PROBLEM REQUIREMENTS –
Leave out every line before the one that contains "let engine = AnalyticsEngine::new(config)?;". Please restate that line and the rest of the data word for word, through the end.

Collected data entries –
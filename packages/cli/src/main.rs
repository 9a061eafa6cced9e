#![cfg_attr(feature = "fail-on-warnings", deny(warnings))]
#![warn(clippy::all, clippy::pedantic, clippy::nursery, clippy::cargo)]
#![allow(clippy::multiple_crate_versions, clippy::cargo_common_metadata)]

//! Command-line front end for the crime insight analytics engine.
//!
//! Each subcommand loads one or two CSV exports, submits a single job to
//! the engine's worker pool, and prints the result as JSON. Running without
//! a subcommand opens an interactive menu. Set `RUST_LOG=debug` to see
//! per-task scheduling.

mod csv_source;
mod interactive;

use std::path::{Path, PathBuf};

use chrono::NaiveDate;
use clap::{Parser, Subcommand, ValueEnum};
use crime_insight_analytics::config::HourSplit;
use crime_insight_analytics::ensemble::DemographicProfile;
use crime_insight_analytics::jobs::{AnalyticsJob, Dataset};
use crime_insight_analytics::{AnalyticsEngine, AnalyticsError, EngineConfig};
use crime_insight_cli_utils::{MultiProgress, TaskProgress};
use crime_insight_incident_models::Gender;
use crime_insight_incident_models::parsing::parse_gender;
use thiserror::Error;

/// Errors surfaced by the CLI.
#[derive(Debug, Error)]
pub enum CliError {
    /// Reading an export failed.
    #[error("I/O error: {0}")]
    Io(#[from] std::io::Error),
    /// An export's header row could not be read.
    #[error("CSV error: {0}")]
    Csv(#[from] csv::Error),
    /// A result could not be serialized.
    #[error("JSON error: {0}")]
    Json(#[from] serde_json::Error),
    /// An interactive prompt failed.
    #[error("Prompt error: {0}")]
    Prompt(#[from] dialoguer::Error),
    /// The engine rejected its configuration or the job failed.
    #[error(transparent)]
    Analytics(#[from] AnalyticsError),
    /// A date was not in `YYYY-MM-DD` form.
    #[error("Invalid date {0:?} (expected YYYY-MM-DD)")]
    InvalidDate(String),
}

#[derive(Parser)]
#[command(name = "crime_insight", about = "Crime incident analytics and prediction")]
struct Cli {
    /// Engine configuration file (TOML). Falls back to `CRIME_INSIGHT_CONFIG`.
    #[arg(long, global = true)]
    config: Option<PathBuf>,
    /// Number of worker units, overriding the configuration
    #[arg(long, global = true)]
    workers: Option<usize>,
    #[command(subcommand)]
    command: Option<Commands>,
}

#[derive(Clone, Copy, ValueEnum)]
enum SplitArg {
    /// 10th / 90th percentile
    Standard,
    /// 15th / 85th percentile
    Wide,
}

impl From<SplitArg> for HourSplit {
    fn from(value: SplitArg) -> Self {
        match value {
            SplitArg::Standard => Self::Standard,
            SplitArg::Wide => Self::Wide,
        }
    }
}

#[derive(Subcommand)]
enum Commands {
    /// Per-city totals, safety ratings, and risk levels
    Cities {
        /// Incident CSV export
        data: PathBuf,
    },
    /// Classify each hour of the day as high, medium, or low risk
    Hours {
        /// Incident CSV export
        data: PathBuf,
        /// Percentile split (defaults to the configured one)
        #[arg(long, value_enum)]
        split: Option<SplitArg>,
    },
    /// Per-crime-type counts and shares
    CrimeTypes {
        /// Incident CSV export
        data: PathBuf,
    },
    /// Frequency-based prediction for a city and hour
    Predict {
        /// Incident CSV export
        data: PathBuf,
        #[arg(long)]
        city: String,
        /// Hour of day (0-23)
        #[arg(long, value_parser = clap::value_parser!(u8).range(0..24))]
        hour: u8,
    },
    /// Ensemble of temporal, spatial, and demographic models
    Ensemble {
        /// Incident CSV export
        data: PathBuf,
        #[arg(long)]
        city: String,
        /// Hour of day (0-23)
        #[arg(long, value_parser = clap::value_parser!(u8).range(0..24))]
        hour: u8,
        /// Date to predict for (YYYY-MM-DD, defaults to today)
        #[arg(long)]
        date: Option<NaiveDate>,
        /// Victim age
        #[arg(long)]
        age: Option<u8>,
        /// Victim gender (M, F, X)
        #[arg(long)]
        gender: Option<String>,
    },
    /// Compare the distributions of two exports
    Anomalies {
        /// Export to test
        current: PathBuf,
        /// Export to compare against
        baseline: PathBuf,
    },
    /// Weekend and summer pattern rules
    Patterns {
        /// Incident CSV export
        data: PathBuf,
    },
    /// First versus second half-year trends
    Trends {
        /// Incident CSV export
        data: PathBuf,
    },
    /// Full analysis report
    Report {
        /// Incident CSV export
        data: PathBuf,
    },
}

/// Reads a CSV export into a shareable [`Dataset`].
///
/// # Errors
///
/// See [`csv_source::load_records`].
pub fn load_dataset(path: &Path) -> Result<Dataset, CliError> {
    Ok(Dataset::new(csv_source::load_records(path)?))
}

fn demographic_profile(age: Option<u8>, gender: Option<&str>) -> DemographicProfile {
    DemographicProfile {
        age,
        gender: gender.map_or(Gender::Unknown, |g| parse_gender(g).unwrap_or(Gender::Unknown)),
    }
}

fn into_job(command: Commands) -> Result<AnalyticsJob, CliError> {
    Ok(match command {
        Commands::Cities { data } => AnalyticsJob::ScoreCities {
            dataset: load_dataset(&data)?,
        },
        Commands::Hours { data, split } => AnalyticsJob::ClassifyHours {
            dataset: load_dataset(&data)?,
            split: split.map(HourSplit::from),
        },
        Commands::CrimeTypes { data } => AnalyticsJob::CrimeTypes {
            dataset: load_dataset(&data)?,
        },
        Commands::Predict { data, city, hour } => AnalyticsJob::Predict {
            dataset: load_dataset(&data)?,
            city,
            hour,
        },
        Commands::Ensemble {
            data,
            city,
            hour,
            date,
            age,
            gender,
        } => AnalyticsJob::Ensemble {
            dataset: load_dataset(&data)?,
            city,
            hour,
            date: date.unwrap_or_else(|| chrono::Local::now().date_naive()),
            profile: demographic_profile(age, gender.as_deref()),
        },
        Commands::Anomalies { current, baseline } => AnalyticsJob::DetectAnomalies {
            current: load_dataset(&current)?,
            baseline: load_dataset(&baseline)?,
        },
        Commands::Patterns { data } => AnalyticsJob::DetectPatterns {
            dataset: load_dataset(&data)?,
        },
        Commands::Trends { data } => AnalyticsJob::AnalyzeTrends {
            dataset: load_dataset(&data)?,
        },
        Commands::Report { data } => AnalyticsJob::FullReport {
            dataset: load_dataset(&data)?,
        },
    })
}

/// Runs `job` on a fresh engine and prints its output as JSON.
///
/// # Errors
///
/// Returns [`CliError::Analytics`] if the engine cannot start or the job
/// fails, and [`CliError::Json`] if the output cannot be serialized.
pub async fn execute(
    config: EngineConfig,
    job: AnalyticsJob,
    multi: &MultiProgress,
) -> Result<(), CliError> {
    let engine = AnalyticsEngine::new(config)?;
    log::info!("Running {} on {} worker unit(s)", job.name(), engine.pool_size());

    let progress = TaskProgress::task_bar(multi, job.name());
    let result = engine.run(job, progress).await;
    engine.terminate().await;

    let json = serde_json::to_string_pretty(&result?)?;
    multi.suspend(|| println!("{json}"));
    Ok(())
}

#[tokio::main]
async fn main() -> Result<(), Box<dyn std::error::Error>> {
    let multi = crime_insight_cli_utils::init_logger();
    let cli = Cli::parse();

    let mut config = EngineConfig::resolve(cli.config.as_deref())?;
    if let Some(workers) = cli.workers {
        config.pool.size = workers;
    }

    let Some(command) = cli.command else {
        return Ok(interactive::run(config, &multi).await?);
    };

    execute(config, into_job(command)?, &multi).await?;
    Ok(())
}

SOLUTION TO THIS EXERCISE –
    let engine = AnalyticsEngine::new(config)?;
    log::info!("Running {} on {} worker unit(s)", job.name(), engine.pool_size());

    let progress = TaskProgress::task_bar(multi, job.name());
    let result = engine.run(job, progress).await;
    engine.terminate().await;

    let json = serde_json::to_string_pretty(&result?)?;
    multi.suspend(|| println!("{json}"));
    Ok(())
}

#[tokio::main]
async fn main() -> Result<(), Box<dyn std::error::Error>> {
    let multi = crime_insight_cli_utils::init_logger();
    let cli = Cli::parse();

    let mut config = EngineConfig::resolve(cli.config.as_deref())?;
    if let Some(workers) = cli.workers {
        config.pool.size = workers;
    }

    let Some(command) = cli.command else {
        return Ok(interactive::run(config, &multi).await?);
    };

    execute(config, into_job(command)?, &multi).await?;
    Ok(())
}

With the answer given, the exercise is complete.